What is known is that women are more likely to develop long COVID than men, and obesity is also a significant risk factor.
"For many people, the consequences of catching COVID-19 have been no worse than catching a common cold. For others, COVID-19 can see one or more symptoms persisting months after the infection has cleared their body," he said.
Professor Berzins said more research was needed to compare long COVID resulting from the Delta and Omicron strains.
"Whether different variants confer the same likelihood or symptoms of long COVID is not yet known."
"The studies that have come out now on long COVID are based on the Delta strain. By definition, long COVID doesn't rear its head for a few months, then it's another couple of months before you're sure you've got the condition, then research takes place after that.

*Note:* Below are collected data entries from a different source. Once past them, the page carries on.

use std::io::{BufRead, BufReader, Write};
use std::os::unix::net::UnixStream;
use std::path::Path;
use std::thread::sleep;
use std::time::Duration;

use serde::{Deserialize, Serialize};
use serde_json::Value;
use updater_core::{DeploymentRecord, EnvironmentId};

use crate::error::{io_err, DaemonError};
use crate::intake::Notification;
use crate::paths::socket_path;

/// JSON newline-delimited request.
#[derive(Debug, Clone, PartialEq, Eq, Serialize, Deserialize)]
#[serde(tag = "cmd", rename_all = "snake_case")]
pub enum DaemonRequest {
    Status,
    /// Manual deploy. Answers as soon as the run is accepted or refused.
    /// Manual deploy. Without `tag` the tag policy picks the image.
    Reconcile {
        environment: EnvironmentId,
        #[serde(default, skip_serializing_if = "Option::is_none")]
        user: Option<String>,
        #[serde(default, skip_serializing_if = "Option::is_none")]
        tag: Option<String>,
    },
    Webhook {
        notification: Notification,
    },
    History {
        environment: EnvironmentId,
        #[serde(default, skip_serializing_if = "Option::is_none")]
        limit: Option<usize>,
    },
    Stop,
}

impl DaemonRequest {
    pub fn name(&self) -> &'static str {
        match self {
            DaemonRequest::Status => "status",
            DaemonRequest::Reconcile { .. } => "reconcile",
            DaemonRequest::Webhook { .. } => "webhook",
            DaemonRequest::History { .. } => "history",
            DaemonRequest::Stop => "stop",
        }
    }
}

/// JSON newline-delimited response.
#[derive(Debug, Clone, Serialize, Deserialize)]
pub struct DaemonResponse {
    pub ok: bool,
    #[serde(skip_serializing_if = "Option::is_none")]
    pub data: Option<Value>,
    #[serde(skip_serializing_if = "Option::is_none")]
    pub error: Option<String>,
}

impl DaemonResponse {
    pub fn ok(data: Value) -> Self {
        Self {
            ok: true,
            data: Some(data),
            error: None,
        }
    }

    pub fn error(message: impl Into<String>) -> Self {
        Self {
            ok: false,
            data: None,
            error: Some(message.into()),
        }
    }
}

/// Send one JSON request to the daemon socket and return one response.
pub fn send_request(home: &Path, request: &DaemonRequest) -> Result<DaemonResponse, DaemonError> {
    let socket = socket_path(home);
    if !socket.exists() {
        return Err(DaemonError::DaemonNotRunning { socket });
    }

    let mut stream = UnixStream::connect(&socket).map_err(|err| {
        if matches!(
            err.kind(),
            std::io::ErrorKind::NotFound
                | std::io::ErrorKind::ConnectionRefused
                | std::io::ErrorKind::ConnectionReset
        ) {
            DaemonError::DaemonNotRunning {
                socket: socket.clone(),
            }
        } else {
            io_err(&socket, err)
        }
    })?;

    let payload = serde_json::to_string(request)?;
    stream
        .write_all(payload.as_bytes())
        .map_err(|e| io_err(&socket, e))?;
    stream.write_all(b"\n").map_err(|e| io_err(&socket, e))?;
    stream.flush().map_err(|e| io_err(&socket, e))?;

    let mut reader = BufReader::new(stream);
    let mut line = String::new();
    let read = reader
        .read_line(&mut line)
        .map_err(|e| io_err(&socket, e))?;
    if read == 0 {
        return Err(DaemonError::Protocol(
            "daemon closed connection before responding".to_string(),
        ));
    }

    let response: DaemonResponse = serde_json::from_str(line.trim_end())?;
    Ok(response)
}

/// Status query, retried briefly so it works right after `daemon start`.
pub fn request_status(home: &Path) -> Result<Value, DaemonError> {
    let mut last_not_running: Option<DaemonError> = None;
    for attempt in 0..5 {
        match send_request(home, &DaemonRequest::Status) {
            Ok(response) => return response_into_data(response),
            Err(err @ DaemonError::DaemonNotRunning { .. }) => {
                last_not_running = Some(err);
                if attempt < 4 {
                    sleep(Duration::from_millis(100));
                    continue;
                }
            }
            Err(err) => return Err(err),
        }
    }

    Err(last_not_running.unwrap_or_else(|| {
        DaemonError::Protocol("daemon status retry loop exited unexpectedly".to_string())
    }))
}

pub fn request_stop(home: &Path) -> Result<(), DaemonError> {
    let response = send_request(home, &DaemonRequest::Stop)?;
    response_into_data(response).map(|_| ())
}

pub fn request_reconcile(
    home: &Path,
    environment: EnvironmentId,
    user: Option<String>,
    tag: Option<String>,
) -> Result<Value, DaemonError> {
    let request = DaemonRequest::Reconcile {
        environment,
        user,
        tag,
    };
    let response = send_request(home, &request)?;
    response_into_data(response)
}

pub fn request_webhook(home: &Path, notification: Notification) -> Result<Value, DaemonError> {
    let response = send_request(home, &DaemonRequest::Webhook { notification })?;
    response_into_data(response)
}

pub fn request_history(
    home: &Path,
    environment: EnvironmentId,
    limit: Option<usize>,
) -> Result<Vec<DeploymentRecord>, DaemonError> {
    let response = send_request(home, &DaemonRequest::History { environment, limit })?;
    let data = response_into_data(response)?;
    Ok(serde_json::from_value(data)?)
}

pub fn response_into_data(response: DaemonResponse) -> Result<Value, DaemonError> {
    if response.ok {
        Ok(response.data.unwrap_or(Value::Null))
    } else {
        Err(DaemonError::Protocol(
            response
                .error
                .unwrap_or_else(|| "unknown daemon error".to_string()),
        ))
    }
}

#[cfg(test)]
mod tests {
    use super::*;
    use serde_json::json;

    #[test]
    fn requests_are_tagged_by_cmd() {
        let request: DaemonRequest =
            serde_json::from_str(r#"{"cmd":"reconcile","environment":"staging"}"#)
                .expect("decode");
        assert_eq!(
            request,
            DaemonRequest::Reconcile {
                environment: EnvironmentId::from("staging"),
                user: None,
                tag: None,
            }
        );

        let encoded = serde_json::to_value(&DaemonRequest::Stop).expect("encode");
        assert_eq!(encoded, json!({"cmd": "stop"}));
    }

    #[test]
    fn reconcile_request_carries_a_pinned_tag() {
        let request = DaemonRequest::Reconcile {
            environment: EnvironmentId::from("prod"),
            user: Some("alice".into()),
            tag: Some("1.24.0".into()),
        };
        let encoded = serde_json::to_value(&request).expect("encode");
        assert_eq!(
            encoded,
            json!({"cmd": "reconcile", "environment": "prod", "user": "alice", "tag": "1.24.0"})
        );
        let decoded: DaemonRequest = serde_json::from_value(encoded).expect("decode");
        assert_eq!(decoded, request);
    }

    #[test]
    fn webhook_request_carries_the_notification() {
        let line = r#"{"cmd":"webhook","notification":{"namespace":"library","repository":"nginx","tag":"1.25.1","digest":"sha256:abc"}}"#;
        let request: DaemonRequest = serde_json::from_str(line).expect("decode");
        match request {
            DaemonRequest::Webhook { notification } => {
                assert_eq!(notification.repository, "nginx");
                assert_eq!(notification.tag, "1.25.1");
                assert!(notification.registry.is_none());
            }
            other => panic!("unexpected request: {other:?}"),
        }
    }

    #[test]
    fn unknown_command_is_rejected() {
        let result = serde_json::from_str::<DaemonRequest>(r#"{"cmd":"sync"}"#);
        assert!(result.is_err());
    }

    #[test]
    fn error_response_becomes_protocol_error() {
        let err = response_into_data(DaemonResponse::error("unknown environment 'prod'"))
            .expect_err("should fail");
        assert!(matches!(err, DaemonError::Protocol(msg) if msg.contains("prod")));
    }

    #[test]
    fn missing_socket_means_not_running() {
        let home = tempfile::TempDir::new().expect("home");
        let err = send_request(home.path(), &DaemonRequest::Status).expect_err("no daemon");
        assert!(matches!(err, DaemonError::DaemonNotRunning { .. }));
    }
}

"To be honest we know virtually nothing about long COVID from Omicron directly because ... the passage of time hasn't been there."
Professor Berzins said the best defence against long COVID was to avoid contracting COVID-19.
"The high rates of vaccination have seen COVID-19 becoming a mild illness for most people who contract it. This has meant the harsh restrictions required earlier in the pandemic are now relaxed or removed entirely, but variants such as Omicron are so transmissible that community infection rates remain extraordinarily high," he said.
"For some people, long COVID will be a consequence of their infection, so it is important that we remain vigilant about minimising COVID-19 cases and continue research in this area so that long COVID can be prevented or treated effectively."